(Stored records)
◆ ◆ ◆
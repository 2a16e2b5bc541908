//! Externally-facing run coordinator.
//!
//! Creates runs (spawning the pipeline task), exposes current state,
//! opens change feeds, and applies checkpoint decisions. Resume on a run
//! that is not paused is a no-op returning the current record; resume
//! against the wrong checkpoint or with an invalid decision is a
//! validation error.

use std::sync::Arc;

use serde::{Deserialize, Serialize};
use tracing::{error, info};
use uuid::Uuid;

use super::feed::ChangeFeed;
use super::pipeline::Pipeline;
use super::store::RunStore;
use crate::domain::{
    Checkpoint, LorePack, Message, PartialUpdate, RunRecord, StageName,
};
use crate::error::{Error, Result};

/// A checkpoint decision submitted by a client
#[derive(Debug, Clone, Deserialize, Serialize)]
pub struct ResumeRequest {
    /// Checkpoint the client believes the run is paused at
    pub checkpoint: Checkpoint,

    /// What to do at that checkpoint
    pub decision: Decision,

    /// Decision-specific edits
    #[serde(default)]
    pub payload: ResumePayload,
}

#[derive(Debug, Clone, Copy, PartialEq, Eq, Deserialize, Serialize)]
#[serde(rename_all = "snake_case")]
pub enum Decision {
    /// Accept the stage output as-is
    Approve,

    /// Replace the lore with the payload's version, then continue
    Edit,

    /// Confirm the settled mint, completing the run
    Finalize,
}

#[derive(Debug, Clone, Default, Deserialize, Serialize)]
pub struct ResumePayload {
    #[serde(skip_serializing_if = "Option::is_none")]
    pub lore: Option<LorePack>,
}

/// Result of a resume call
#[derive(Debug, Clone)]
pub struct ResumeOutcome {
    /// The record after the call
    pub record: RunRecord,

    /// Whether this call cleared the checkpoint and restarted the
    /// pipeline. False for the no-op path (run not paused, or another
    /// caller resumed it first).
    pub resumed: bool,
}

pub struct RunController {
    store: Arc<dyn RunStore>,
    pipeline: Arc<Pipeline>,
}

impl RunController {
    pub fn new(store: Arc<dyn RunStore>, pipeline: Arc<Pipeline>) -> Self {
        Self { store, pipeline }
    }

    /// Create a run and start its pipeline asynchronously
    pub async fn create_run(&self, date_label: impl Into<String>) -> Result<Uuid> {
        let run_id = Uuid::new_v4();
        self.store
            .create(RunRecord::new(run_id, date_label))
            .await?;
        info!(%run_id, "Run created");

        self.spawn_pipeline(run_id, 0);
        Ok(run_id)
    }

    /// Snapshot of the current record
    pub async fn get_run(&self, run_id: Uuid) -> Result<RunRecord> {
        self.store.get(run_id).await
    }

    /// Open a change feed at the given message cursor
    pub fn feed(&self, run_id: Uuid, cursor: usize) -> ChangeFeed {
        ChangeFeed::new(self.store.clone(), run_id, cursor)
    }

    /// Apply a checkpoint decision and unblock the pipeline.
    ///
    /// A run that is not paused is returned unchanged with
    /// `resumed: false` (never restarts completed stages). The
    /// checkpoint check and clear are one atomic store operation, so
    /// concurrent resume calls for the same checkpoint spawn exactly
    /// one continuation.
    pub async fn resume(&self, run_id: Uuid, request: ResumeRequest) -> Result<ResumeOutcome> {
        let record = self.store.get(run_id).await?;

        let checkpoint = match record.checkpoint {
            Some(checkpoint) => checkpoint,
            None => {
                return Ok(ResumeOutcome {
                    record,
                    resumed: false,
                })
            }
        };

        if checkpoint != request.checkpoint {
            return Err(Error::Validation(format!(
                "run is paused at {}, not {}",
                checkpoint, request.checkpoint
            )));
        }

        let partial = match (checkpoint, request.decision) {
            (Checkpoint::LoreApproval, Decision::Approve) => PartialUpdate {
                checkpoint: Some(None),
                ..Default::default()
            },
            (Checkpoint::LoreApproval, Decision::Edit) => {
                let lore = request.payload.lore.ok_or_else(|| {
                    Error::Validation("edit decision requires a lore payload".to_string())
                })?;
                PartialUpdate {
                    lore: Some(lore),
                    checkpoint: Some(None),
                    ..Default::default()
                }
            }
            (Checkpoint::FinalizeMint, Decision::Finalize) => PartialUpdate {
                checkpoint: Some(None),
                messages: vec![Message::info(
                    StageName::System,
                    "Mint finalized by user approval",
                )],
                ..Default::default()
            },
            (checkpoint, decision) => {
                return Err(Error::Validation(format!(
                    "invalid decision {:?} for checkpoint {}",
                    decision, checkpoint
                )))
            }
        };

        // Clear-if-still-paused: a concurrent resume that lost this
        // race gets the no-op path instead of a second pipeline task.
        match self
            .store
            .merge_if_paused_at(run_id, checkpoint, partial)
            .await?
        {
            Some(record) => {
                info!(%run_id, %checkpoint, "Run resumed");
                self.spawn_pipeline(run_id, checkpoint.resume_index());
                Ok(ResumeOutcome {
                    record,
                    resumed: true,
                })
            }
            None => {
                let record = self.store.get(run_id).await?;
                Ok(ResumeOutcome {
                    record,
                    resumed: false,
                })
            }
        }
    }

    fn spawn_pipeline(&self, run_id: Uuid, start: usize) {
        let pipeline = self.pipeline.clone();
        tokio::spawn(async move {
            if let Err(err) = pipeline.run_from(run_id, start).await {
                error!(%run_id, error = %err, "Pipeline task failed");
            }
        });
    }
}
◆ ◆ ◆
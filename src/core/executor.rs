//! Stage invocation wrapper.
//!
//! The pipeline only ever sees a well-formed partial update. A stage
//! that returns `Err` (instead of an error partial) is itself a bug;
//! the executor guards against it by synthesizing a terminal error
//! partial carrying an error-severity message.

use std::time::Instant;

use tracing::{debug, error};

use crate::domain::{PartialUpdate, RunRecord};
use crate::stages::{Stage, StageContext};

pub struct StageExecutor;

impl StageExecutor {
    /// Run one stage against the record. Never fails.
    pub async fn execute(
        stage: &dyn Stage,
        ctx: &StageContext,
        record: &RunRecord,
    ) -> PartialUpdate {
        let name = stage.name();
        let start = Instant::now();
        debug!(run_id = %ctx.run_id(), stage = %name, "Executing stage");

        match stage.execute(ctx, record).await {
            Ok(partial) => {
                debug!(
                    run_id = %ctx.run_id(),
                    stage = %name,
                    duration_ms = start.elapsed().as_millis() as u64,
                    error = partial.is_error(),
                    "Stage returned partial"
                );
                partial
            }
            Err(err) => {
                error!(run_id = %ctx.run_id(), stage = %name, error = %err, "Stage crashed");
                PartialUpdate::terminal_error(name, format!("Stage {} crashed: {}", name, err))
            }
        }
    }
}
◆ ◆ ◆
§ Task description
Among the records above, find each line containing the string "path" and copy it.

§ Response box
    /// pipeline. False for the no-op path (run not paused, or another
        // race gets the no-op path instead of a second pipeline task.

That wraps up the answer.